As a daughter, your responsibilities may be caregiving for a loved one, instead of working with home health agencies. Aging parents, family members, and friends with dementia require a substantial amount of care, but balancing life and dementia caregiving can be emotionally and physically overwhelming.

One solution is to find in-home care services, but many daughters choose to care for elderly parents on their own, rather than hire an in-home care company that can provide quality in-home professional care. This presents extreme challenges when balancing life’s other responsibilities.

According to Stanford University School of Medicine, about 8.4 million people in the U.S. may have some form of dementia by 2030. Unpaid family members care for 83 percent of such patients today, and daughters are 28 percent more likely to provide senior personal care for a parent than a son.1 What does this mean? For individuals, it means a greater likelihood of physical, mental, emotional exhaustion, and extreme stress from providing caregiving, instead of relying on in-home health care.

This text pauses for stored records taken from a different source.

//! Container lifecycle against a scripted daemon

mod common;

use common::{frame, query_param, FakeDaemon};
use docker_client::{ContainerOptions, Error, RunOptions};
use http::{Method, StatusCode};
use serde_json::json;

fn script_lifecycle(daemon: &FakeDaemon, exit_code: i64, logs: Vec<u8>) {
    daemon.on_json(
        Method::GET,
        "/v1.24/containers/c1/json",
        StatusCode::OK,
        &json!({"Id": "c1", "Config": {"Tty": false}, "State": {"Status": "created"}}),
    );
    daemon.on(Method::POST, "/v1.24/containers/c1/start", StatusCode::NO_CONTENT, "");
    daemon.on_json(
        Method::POST,
        "/v1.24/containers/c1/wait",
        StatusCode::OK,
        &json!({"StatusCode": exit_code}),
    );
    daemon.on(Method::GET, "/v1.24/containers/c1/logs", StatusCode::OK, logs);
    daemon.on(Method::DELETE, "/v1.24/containers/c1", StatusCode::NO_CONTENT, "");
}

#[test]
fn test_run_pulls_missing_image_once() {
    let daemon = FakeDaemon::new();
    daemon.on_json(
        Method::POST,
        "/v1.24/containers/create",
        StatusCode::NOT_FOUND,
        &json!({"message": "No such image: alpine:latest"}),
    );
    daemon.on_json(
        Method::POST,
        "/v1.24/containers/create",
        StatusCode::CREATED,
        &json!({"Id": "c1", "Warnings": null}),
    );
    daemon.on(
        Method::POST,
        "/v1.24/images/create",
        StatusCode::OK,
        "{\"status\":\"Pulling from library/alpine\"}\n{\"status\":\"Status: Downloaded newer image for alpine:latest\"}\n",
    );
    script_lifecycle(&daemon, 0, frame(1, b"hi\n"));

    let client = daemon.client();
    let options = ContainerOptions::new("alpine").with_command("echo hi");
    let output = client
        .containers()
        .run(&options, &RunOptions::default())
        .unwrap();

    assert_eq!(output.into_logs().unwrap(), b"hi\n");
    assert_eq!(daemon.count(Method::POST, "/v1.24/images/create"), 1);
    assert_eq!(daemon.count(Method::POST, "/v1.24/containers/create"), 2);

    let pull = daemon.find(Method::POST, "/v1.24/images/create").unwrap();
    assert_eq!(query_param(&pull, "fromImage").as_deref(), Some("alpine"));
    assert_eq!(query_param(&pull, "tag").as_deref(), Some("latest"));
}

#[test]
fn test_run_nonzero_exit_is_container_error() {
    let daemon = FakeDaemon::new();
    daemon.on_json(
        Method::POST,
        "/v1.24/containers/create",
        StatusCode::CREATED,
        &json!({"Id": "c1"}),
    );
    script_lifecycle(&daemon, 1, frame(2, b"sh: nope: not found\n"));

    let client = daemon.client();
    let options = ContainerOptions::new("alpine").with_command("nope");
    let run = RunOptions {
        remove: true,
        ..Default::default()
    };
    let err = client.containers().run(&options, &run).unwrap_err();

    match err {
        Error::Container(ref e) => {
            assert_eq!(e.exit_status, 1);
            assert_eq!(e.container_id, "c1");
            assert!(e.stderr.contains("not found"));
        }
        ref other => panic!("expected container error, got {:?}", other),
    }
    let message = err.to_string();
    assert!(message.contains("nope"));
    assert!(message.contains("alpine"));

    let logs = daemon.find(Method::GET, "/v1.24/containers/c1/logs").unwrap();
    assert_eq!(query_param(&logs, "stdout").as_deref(), Some("0"));
    assert_eq!(query_param(&logs, "stderr").as_deref(), Some("1"));
    assert_eq!(daemon.count(Method::DELETE, "/v1.24/containers/c1"), 1);
    assert_eq!(daemon.count(Method::POST, "/v1.24/images/create"), 0);
}

#[test]
fn test_run_detached_returns_handle() {
    let daemon = FakeDaemon::new();
    daemon.on_json(
        Method::POST,
        "/v1.24/containers/create",
        StatusCode::CREATED,
        &json!({"Id": "c1"}),
    );
    script_lifecycle(&daemon, 0, Vec::new());

    let client = daemon.client();
    let options = ContainerOptions::new("nginx").with_detach(true);
    let container = client
        .containers()
        .run(&options, &RunOptions::default())
        .unwrap()
        .into_container()
        .unwrap();

    assert_eq!(container.id(), "c1");
    assert_eq!(daemon.count(Method::POST, "/v1.24/containers/c1/wait"), 0);
}

#[test]
fn test_create_failure_other_than_missing_image_propagates() {
    let daemon = FakeDaemon::new();
    daemon.on_json(
        Method::POST,
        "/v1.24/containers/create",
        StatusCode::CONFLICT,
        &json!({"message": "Conflict. The name \"/web\" is already in use"}),
    );

    let client = daemon.client();
    let options = ContainerOptions::new("nginx").with_name("web");
    let err = client
        .containers()
        .run(&options, &RunOptions::default())
        .unwrap_err();

    assert_eq!(err.status_code(), Some(StatusCode::CONFLICT));
    assert_eq!(daemon.count(Method::POST, "/v1.24/images/create"), 0);
    let create = daemon.find(Method::POST, "/v1.24/containers/create").unwrap();
    assert_eq!(query_param(&create, "name").as_deref(), Some("web"));
}
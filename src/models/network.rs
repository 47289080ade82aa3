//! Network handle and collection

use std::sync::Arc;

use serde_json::Value;

use super::container::Container;
use super::resource::Resource;
use crate::api::{ApiClient, ConnectOptions, CreateNetworkOptions, Identifier};
use crate::Result;

#[derive(Debug, Clone, PartialEq)]
pub struct Network {
    resource: Resource,
}

impl Network {
    pub(crate) fn new(client: Arc<ApiClient>, attrs: Value) -> Self {
        Self {
            resource: Resource::new(client, attrs, "Id"),
        }
    }

    pub fn id(&self) -> &str {
        self.resource.id()
    }

    pub fn short_id(&self) -> &str {
        self.resource.short_id()
    }

    pub fn attrs(&self) -> &Value {
        self.resource.attrs()
    }

    pub fn name(&self) -> Option<&str> {
        self.resource.attr("/Name").and_then(Value::as_str)
    }

    /// Ids of attached containers, from the cached attrs
    pub fn container_ids(&self) -> Vec<&str> {
        self.resource
            .attr("/Containers")
            .and_then(Value::as_object)
            .map(|containers| containers.keys().map(String::as_str).collect())
            .unwrap_or_default()
    }

    /// Attached containers, each fetched from the daemon
    pub fn containers(&self) -> Result<Vec<Container>> {
        let api = self.resource.client();
        self.container_ids()
            .into_iter()
            .map(|id| Ok(Container::new(api.clone(), api.inspect_container(id)?)))
            .collect()
    }

    pub fn connect(&self, container: &(impl Identifier + ?Sized), options: &ConnectOptions) -> Result<()> {
        self.resource
            .client()
            .connect_container_to_network(container, self, options)
    }

    pub fn disconnect(&self, container: &(impl Identifier + ?Sized), force: bool) -> Result<()> {
        self.resource
            .client()
            .disconnect_container_from_network(container, self, force)
    }

    pub fn remove(&self) -> Result<()> {
        self.resource.client().remove_network(self)
    }

    pub fn reload(&mut self) -> Result<()> {
        let attrs = self.resource.client().inspect_network(self)?;
        self.resource.replace(attrs);
        Ok(())
    }
}

impl Identifier for Network {
    fn identifier(&self) -> Option<String> {
        Some(self.id().to_string())
    }
}

#[derive(Clone)]
pub struct NetworkCollection {
    client: Arc<ApiClient>,
}

impl NetworkCollection {
    pub(crate) fn new(client: Arc<ApiClient>) -> Self {
        Self { client }
    }

    pub fn create(&self, options: &CreateNetworkOptions) -> Result<Network> {
        let created = self.client.create_network(options)?;
        self.get(&created)
    }

    pub fn get(&self, network: &(impl Identifier + ?Sized)) -> Result<Network> {
        let attrs = self.client.inspect_network(network)?;
        Ok(Network::new(self.client.clone(), attrs))
    }

    pub fn list(&self, names: &[&str], ids: &[&str]) -> Result<Vec<Network>> {
        Ok(self
            .client
            .networks(names, ids)?
            .into_iter()
            .map(|attrs| Network::new(self.client.clone(), attrs))
            .collect())
    }
}

#[cfg(test)]
mod tests {
    use super::*;
    use crate::config::ClientConfig;
    use crate::transport::MockTransport;
    use serde_json::json;

    #[test]
    fn test_container_ids() {
        let api = ApiClient::with_transport(Arc::new(MockTransport::new()), &ClientConfig::default()).unwrap();
        let network = Network::new(
            Arc::new(api),
            json!({"Id": "n1", "Name": "backend", "Containers": {"c1": {}, "c2": {}}}),
        );
        assert_eq!(network.name(), Some("backend"));
        assert_eq!(network.container_ids(), vec!["c1", "c2"]);
    }
}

In fact, Home Care Assistance found dementia caregivers were seven times more at risk of exhaustion, and three times more likely to be stressed, than those who didn’t provide care.2

How Daughters Can Balance Life and Caregiving

Hiring a home care professional is one solution. However, family members may want a strong role in home health care rather than pay for full-service home care. Here are some tips for lowering the stress level, including professional in-home adult care and in-home care management:

  1. Reduce your load: Home caregivers have a lot on their plate. Identify what is most important to you and your family; if there’s no time for certain activities, spend time on the most important tasks. Also, purchase food that’s easy to cook, or prepare larger quantities that can be frozen and consumed later.
  2. Have a positive outlook: Self-judgment can make caring for seniors more difficult. Love and compassion should be prioritized, but caregivers often feel anxiety, anger, shame, and depression. Believing you are doing your best is important. So is accepting your capabilities for the present day and not dwelling on the past or future. If it’s too much to bear, realize caregiver agencies and caregiver programs are out there to help.
  3. Stay connected: Daughters as live-in caregivers tend to become isolated. By confiding in close friends, you can vent your frustrations or talk about your hopes, dreams, and the finer things in life. Their positive feedback can be a morale booster.
  4. Seek outside help: Asking for respite care is nothing to be ashamed of. There are caregiver services that can assist. Senior care assistance comes with the perks of having a caregiver manager, in-home care, and any level of in-home care assistance you may need. Being a family caregiver can take its toll. Hiring a professional Alzheimer caregiver and receiving in-home memory care or senior care assistance can improve your health, spirit, and well-being.

Caregiving Daughters

Home health agencies are there to make life easier for caregiving daughters, their families, and parents. Elder caregivers can provide senior help through flexible part- and full-time home care services. We can provide on-call home care or full-time senior assistance.